» **ACTIVITY**
Exact copies of all the entries below are expected in the answer.

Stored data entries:
/// Flush (`already_created`) or flush and destroy.
pub fn delete_script(spec: &ChainSpec, family: IpFamily) -> Result<String> {
    if spec.name.is_empty() {
        return Err(ProvisionError::invalid_rule("chain name must not be empty").into());
    }
    let base = base_command(family, spec.table);
    let name = &spec.name;
    let script = if spec.already_created {
        format!("{base} -F {name}")
    } else {
        ProbeThenAct::new(format!("{base} -n -L {name}"))
            .when_present(format!("{base} -F {name} && {base} -X {name}"))
            .render()
    };
    Ok(script)
}

// =============================================================================
// Chain pre-creation
// =============================================================================

/// Chains created up front in both families so chains may jump to each other
/// regardless of reconciliation order.
#[derive(Debug, Clone, PartialEq, Eq, Serialize, Deserialize)]
#[serde(deny_unknown_fields)]
pub struct PrecreateChain {
    pub name: String,
    #[serde(default)]
    pub table: Table,
}

pub fn precreate_script(chains: &[PrecreateChain]) -> Result<String> {
    let mut steps = Vec::new();
    for chain in chains {
        validate_chain_name(&chain.name)?;
        for family in IpFamily::ALL {
            steps.push(create_chain_script(family, chain.table, &chain.name));
        }
    }
    Ok(and_all(steps))
}

pub fn precreate_delete_script(chains: &[PrecreateChain]) -> String {
    let steps = chains.iter().flat_map(|chain| {
        IpFamily::ALL.into_iter().map(move |family| {
            let base = base_command(family, chain.table);
            ProbeThenAct::new(format!("{base} -n -L {}", chain.name))
                .when_present(format!("{base} -X {}", chain.name))
                .render()
        })
    });
    and_all(steps)
}

// =============================================================================
// Single-rule commands
// =============================================================================

#[derive(Debug, Clone, Copy, Default, PartialEq, Eq, Serialize, Deserialize)]
#[serde(rename_all = "lowercase")]
pub enum RuleOperation {
    #[default]
    Insert,
    Append,
    Delete,
}

impl RuleOperation {
    fn flag(self) -> &'static str {
        match self {
            Self::Insert => "-I",
            Self::Append => "-A",
            Self::Delete => "-D",
        }
    }
}

#[derive(Debug, Clone, Copy, Default, PartialEq, Eq, Serialize, Deserialize)]
#[serde(rename_all = "lowercase")]
pub enum FamilySelector {
    V4,
    V6,
    #[default]
    Both,
}

impl FamilySelector {
    pub fn families(self) -> Vec<IpFamily> {
        match self {
            Self::V4 => vec![IpFamily::V4],
            Self::V6 => vec![IpFamily::V6],
            Self::Both => IpFamily::ALL.to_vec(),
        }
    }
}

/// One rule added to (or removed from) a chain this tool does not own.
#[derive(Debug, Clone, PartialEq, Serialize, Deserialize)]
#[serde(deny_unknown_fields)]
pub struct RuleCommandSpec {
    /// Resource name
    pub name: String,
    pub chain: String,
    #[serde(default)]
    pub table: Table,
    #[serde(default)]
    pub family: FamilySelector,
    #[serde(default)]
    pub operation: RuleOperation,
    /// Insert position (1-indexed) for `insert`
    #[serde(default)]
    pub position: Option<usize>,
    /// Skip insert/append when an identical rule is already present
    #[serde(default)]
    pub only_if_missing: bool,
    pub rule: Rule,
}

fn check_probe(base: &str, chain: &str, rulespec: &str) -> String {
    format!("{base} -C {chain} {rulespec}")
}

pub fn rule_command(spec: &RuleCommandSpec, family: IpFamily) -> Result<String> {
    validate_chain_name(&spec.chain)?;
    let base = base_command(family, spec.table);
    let rulespec = spec.rule.to_rulespec(family)?;
    let position = match (spec.operation, spec.position) {
        (RuleOperation::Insert, Some(p)) => format!(" {}", p),
        _ => String::new(),
    };
    let command = format!(
        "{base} {} {}{position} {rulespec}",
        spec.operation.flag(),
        spec.chain
    );
    let probe = ProbeThenAct::new(check_probe(&base, &spec.chain, &rulespec));
    let script = match spec.operation {
        RuleOperation::Delete => probe.when_present(command).render(),
        _ if spec.only_if_missing => probe.when_absent(command).render(),
        _ => command,
    };
    Ok(script)
}

/// Undo an insert/append when the resource goes away. Delete rules have no undo.
pub fn rule_command_undo(spec: &RuleCommandSpec, family: IpFamily) -> Result<Option<String>> {
    if spec.operation == RuleOperation::Delete {
        return Ok(None);
    }
    let base = base_command(family, spec.table);
    let rulespec = spec.rule.to_rulespec(family)?;
    Ok(Some(
        ProbeThenAct::new(check_probe(&base, &spec.chain, &rulespec))
            .when_present(format!("{base} -D {} {rulespec}", spec.chain))
            .render(),
    ))
}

» **RESULT OF THE TASK**
/// Flush (`already_created`) or flush and destroy.
pub fn delete_script(spec: &ChainSpec, family: IpFamily) -> Result<String> {
    if spec.name.is_empty() {
        return Err(ProvisionError::invalid_rule("chain name must not be empty").into());
    }
    let base = base_command(family, spec.table);
    let name = &spec.name;
    let script = if spec.already_created {
        format!("{base} -F {name}")
    } else {
        ProbeThenAct::new(format!("{base} -n -L {name}"))
            .when_present(format!("{base} -F {name} && {base} -X {name}"))
            .render()
    };
    Ok(script)
}

// =============================================================================
// Chain pre-creation
// =============================================================================

/// Chains created up front in both families so chains may jump to each other
/// regardless of reconciliation order.
#[derive(Debug, Clone, PartialEq, Eq, Serialize, Deserialize)]
#[serde(deny_unknown_fields)]
pub struct PrecreateChain {
    pub name: String,
    #[serde(default)]
    pub table: Table,
}

pub fn precreate_script(chains: &[PrecreateChain]) -> Result<String> {
    let mut steps = Vec::new();
    for chain in chains {
        validate_chain_name(&chain.name)?;
        for family in IpFamily::ALL {
            steps.push(create_chain_script(family, chain.table, &chain.name));
        }
    }
    Ok(and_all(steps))
}

pub fn precreate_delete_script(chains: &[PrecreateChain]) -> String {
    let steps = chains.iter().flat_map(|chain| {
        IpFamily::ALL.into_iter().map(move |family| {
            let base = base_command(family, chain.table);
            ProbeThenAct::new(format!("{base} -n -L {}", chain.name))
                .when_present(format!("{base} -X {}", chain.name))
                .render()
        })
    });
    and_all(steps)
}

// =============================================================================
// Single-rule commands
// =============================================================================

#[derive(Debug, Clone, Copy, Default, PartialEq, Eq, Serialize, Deserialize)]
#[serde(rename_all = "lowercase")]
pub enum RuleOperation {
    #[default]
    Insert,
    Append,
    Delete,
}

impl RuleOperation {
    fn flag(self) -> &'static str {
        match self {
            Self::Insert => "-I",
            Self::Append => "-A",
            Self::Delete => "-D",
        }
    }
}

#[derive(Debug, Clone, Copy, Default, PartialEq, Eq, Serialize, Deserialize)]
#[serde(rename_all = "lowercase")]
pub enum FamilySelector {
    V4,
    V6,
    #[default]
    Both,
}

impl FamilySelector {
    pub fn families(self) -> Vec<IpFamily> {
        match self {
            Self::V4 => vec![IpFamily::V4],
            Self::V6 => vec![IpFamily::V6],
            Self::Both => IpFamily::ALL.to_vec(),
        }
    }
}

/// One rule added to (or removed from) a chain this tool does not own.
#[derive(Debug, Clone, PartialEq, Serialize, Deserialize)]
#[serde(deny_unknown_fields)]
pub struct RuleCommandSpec {
    /// Resource name
    pub name: String,
    pub chain: String,
    #[serde(default)]
    pub table: Table,
    #[serde(default)]
    pub family: FamilySelector,
    #[serde(default)]
    pub operation: RuleOperation,
    /// Insert position (1-indexed) for `insert`
    #[serde(default)]
    pub position: Option<usize>,
    /// Skip insert/append when an identical rule is already present
    #[serde(default)]
    pub only_if_missing: bool,
    pub rule: Rule,
}

fn check_probe(base: &str, chain: &str, rulespec: &str) -> String {
    format!("{base} -C {chain} {rulespec}")
}

pub fn rule_command(spec: &RuleCommandSpec, family: IpFamily) -> Result<String> {
    validate_chain_name(&spec.chain)?;
    let base = base_command(family, spec.table);
    let rulespec = spec.rule.to_rulespec(family)?;
    let position = match (spec.operation, spec.position) {
        (RuleOperation::Insert, Some(p)) => format!(" {}", p),
        _ => String::new(),
    };
    let command = format!(
        "{base} {} {}{position} {rulespec}",
        spec.operation.flag(),
        spec.chain
    );
    let probe = ProbeThenAct::new(check_probe(&base, &spec.chain, &rulespec));
    let script = match spec.operation {
        RuleOperation::Delete => probe.when_present(command).render(),
        _ if spec.only_if_missing => probe.when_absent(command).render(),
        _ => command,
    };
    Ok(script)
}

/// Undo an insert/append when the resource goes away. Delete rules have no undo.
pub fn rule_command_undo(spec: &RuleCommandSpec, family: IpFamily) -> Result<Option<String>> {
    if spec.operation == RuleOperation::Delete {
        return Ok(None);
    }
    let base = base_command(family, spec.table);
    let rulespec = spec.rule.to_rulespec(family)?;
    Ok(Some(
        ProbeThenAct::new(check_probe(&base, &spec.chain, &rulespec))
            .when_present(format!("{base} -D {} {rulespec}", spec.chain))
            .render(),
    ))
}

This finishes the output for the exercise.